Tant qu’une chose n’est pas officielle, existe-t’elle ? Une croyance agonise, puis meurt, puis se présente au purgatoire des croyances, y demeure longtemps, puis seulement sa mort est rendue officielle. Elle repose alors enfin au paradis des croyances. Certaines ont un mausolée en or massif, d’autres un caveau en granit rose de Perros-Guirec, d’autres gisent entre quatre planches vermoulues dans le carré des indigents, d’autres enfin, enroulées ou pas dans des draps de lin, s’entassent dans la fosse commune (du temps). Les croyances, alors débarrassées de leurs obligations régaliennes, se révèlent aptes à l’autodérision collective. Elles rigolent bien entre elles, se remémorant leur naïveté d’antan.
Du coup, le roi nu se sent fatigué, ralenti. Il a l’impression d’avancer péniblement dans une glaise lourde et poisseuse. Ses attributs royaux qui pendouillent lui pèsent aussi. Certains jours, il se dit qu’il s’en passerait bien. Le marketing royal, jadis si performant, s’est retourné contre le roi comme une arme incontrôlable.
— Salauds de concisujets, s’exclame le roi nu. Je les ai segmentés à l’envi pour optimiser l’excitation de leurs stimulus maslowiens. J’ai investi dans un super marketing-mix multifonction à mille-quatre-cent boules pour leur cuisiner un royaume aux petits oignons !

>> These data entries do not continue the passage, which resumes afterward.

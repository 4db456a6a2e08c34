// src/config.rs

use std::collections::HashMap;
use std::env;
use std::path::PathBuf;
use std::str::FromStr;
use std::time::Duration;

use anyhow::{Context, Result};
use secrecy::SecretString;
use url::Url;

pub const DEFAULT_ANTHROPIC_API_URL: &str = "https://api.anthropic.com/v1/messages";
pub const DEFAULT_ANTHROPIC_VERSION: &str = "2023-06-01";
pub const DEFAULT_MODEL: &str = "claude-3-sonnet-20240229";
pub const DEFAULT_CHAT_PROMPT: &str = "You are a helpful AI assistant.";

// A struct to hold all configuration, loaded once at startup from the .env file.
#[derive(Clone, Debug)]
pub struct Config {
    // Server settings
    pub port: u16,

    // Model provider settings
    pub anthropic_api_key: SecretString,
    pub anthropic_api_url: String,
    pub anthropic_version: String,
    pub model: String,
    pub max_tokens: u32,
    pub relay_timeout: Duration,

    // Chat client settings
    pub relay_url: String,
    pub system_prompt: String,
    pub max_tool_rounds: usize,

    /// RPC endpoint per chain id, e.g. `{"1": "https://eth.llamarpc.com"}`
    pub chain_rpc_urls: HashMap<u64, String>,
    pub default_chain_id: u64,

    // Wallet settings
    pub wallet_private_key: Option<SecretString>,
    pub session_path: PathBuf,
    pub network_switch_timeout: Duration,
    pub receipt_timeout: Duration,
}

impl Default for Config {
    fn default() -> Self {
        let port = 3000;
        Self {
            port,
            anthropic_api_key: SecretString::new(String::new()),
            anthropic_api_url: DEFAULT_ANTHROPIC_API_URL.to_string(),
            anthropic_version: DEFAULT_ANTHROPIC_VERSION.to_string(),
            model: DEFAULT_MODEL.to_string(),
            max_tokens: 1000,
            relay_timeout: Duration::from_secs(60),
            relay_url: default_relay_url(port),
            system_prompt: DEFAULT_CHAT_PROMPT.to_string(),
            max_tool_rounds: 8,
            chain_rpc_urls: HashMap::from([(1, "https://eth.llamarpc.com".to_string())]),
            default_chain_id: 1,
            wallet_private_key: None,
            session_path: default_session_path(),
            network_switch_timeout: Duration::from_secs(10),
            receipt_timeout: Duration::from_secs(120),
        }
    }
}

impl Config {
    /// Loads configuration from environment variables.
    pub fn from_env() -> Result<Self> {
        // Load variables from the .env file into the environment
        dotenvy::dotenv().ok();

        let defaults = Config::default();

        let port: u16 = parse_var("PORT", defaults.port)?;

        let anthropic_api_url = env::var("ANTHROPIC_API_URL").unwrap_or(defaults.anthropic_api_url);
        Url::parse(&anthropic_api_url).context("ANTHROPIC_API_URL must be a valid URL")?;

        let relay_url = env::var("RELAY_URL").unwrap_or_else(|_| default_relay_url(port));
        Url::parse(&relay_url).context("RELAY_URL must be a valid URL")?;

        let chain_rpc_urls = match env::var("CHAIN_RPC_URLS") {
            Ok(raw) => parse_chain_rpc_urls(&raw)?,
            Err(_) => defaults.chain_rpc_urls,
        };

        let default_chain_id = parse_var("DEFAULT_CHAIN_ID", defaults.default_chain_id)?;
        if !chain_rpc_urls.contains_key(&default_chain_id) {
            anyhow::bail!(
                "DEFAULT_CHAIN_ID {} has no entry in CHAIN_RPC_URLS",
                default_chain_id
            );
        }

        let session_path = env::var("SESSION_PATH")
            .map(PathBuf::from)
            .unwrap_or(defaults.session_path);

        Ok(Config {
            port,
            anthropic_api_key: SecretString::new(env::var("ANTHROPIC_API_KEY").unwrap_or_default()),
            anthropic_api_url,
            anthropic_version: env::var("ANTHROPIC_VERSION").unwrap_or(defaults.anthropic_version),
            model: env::var("ANTHROPIC_MODEL").unwrap_or(defaults.model),
            max_tokens: parse_var("ANTHROPIC_MAX_TOKENS", defaults.max_tokens)?,
            relay_timeout: Duration::from_secs(parse_var("RELAY_TIMEOUT_SECS", 60)?),
            relay_url,
            system_prompt: env::var("SYSTEM_PROMPT").unwrap_or(defaults.system_prompt),
            max_tool_rounds: parse_var("MAX_TOOL_ROUNDS", defaults.max_tool_rounds)?,
            chain_rpc_urls,
            default_chain_id,
            wallet_private_key: env::var("WALLET_PRIVATE_KEY")
                .ok()
                .filter(|key| !key.trim().is_empty())
                .map(SecretString::new),
            session_path,
            network_switch_timeout: Duration::from_secs(parse_var(
                "NETWORK_SWITCH_TIMEOUT_SECS",
                10,
            )?),
            receipt_timeout: Duration::from_secs(parse_var("RECEIPT_TIMEOUT_SECS", 120)?),
        })
    }
}

fn parse_var<T>(name: &str, default: T) -> Result<T>
where
    T: FromStr,
    T::Err: std::error::Error + Send + Sync + 'static,
{
    match env::var(name) {
        Ok(raw) => raw
            .trim()
            .parse()
            .with_context(|| format!("{} must be a valid number", name)),
        Err(_) => Ok(default),
    }
}

/// Parses a JSON map of chain id -> RPC URL. Keys are strings in JSON.
pub fn parse_chain_rpc_urls(raw: &str) -> Result<HashMap<u64, String>> {
    let by_name: HashMap<String, String> = serde_json::from_str(raw)
        .context("CHAIN_RPC_URLS must be a JSON map of chain_id -> RPC URL")?;

    by_name
        .into_iter()
        .map(|(chain_id, url)| {
            let id = chain_id
                .trim()
                .parse::<u64>()
                .with_context(|| format!("Invalid chain id '{}' in CHAIN_RPC_URLS", chain_id))?;
            Url::parse(&url).with_context(|| format!("Invalid RPC URL for chain {}", id))?;
            Ok((id, url))
        })
        .collect()
}

fn default_relay_url(port: u16) -> String {
    format!("http://127.0.0.1:{}/api/chat", port)
}

fn default_session_path() -> PathBuf {
    let mut path = dirs::home_dir().unwrap_or_else(|| PathBuf::from("."));
    path.push(".wallet-chat");
    path.push("session.json");
    path
}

Mais à force de segmenter les concisujets, la reliance entre eux s’est évaporée et la croyance royale avec. Du coup, face à tant d’indifférence ou d’hostilité, le roi nu se demande s’il ne devrait pas devenir obligatoire. Car il croit que cela pourrait résoudre son problème. Il se demande. Il croit. Croyance. Purgatoire. Officiel. Mausolée. Fosse commune. A nouveau.
Le roi nu est tout excité. Ce soir il s’envoie en l’air. C’est pas tous les jours. Comprenez-le, la dernière fois c’était il y a cinq ans ! C’était d’ailleurs la première. Il en garde un souvenir impérissable. C’était merveilleux. Une incroyable sensation de peur et de sérénité mélangées. Et cette impression de toute puissance ! D’avoir une chance unique, pas comme le commun des mortels. Rien depuis cinq ans ! Comprenez-le, il est frustré.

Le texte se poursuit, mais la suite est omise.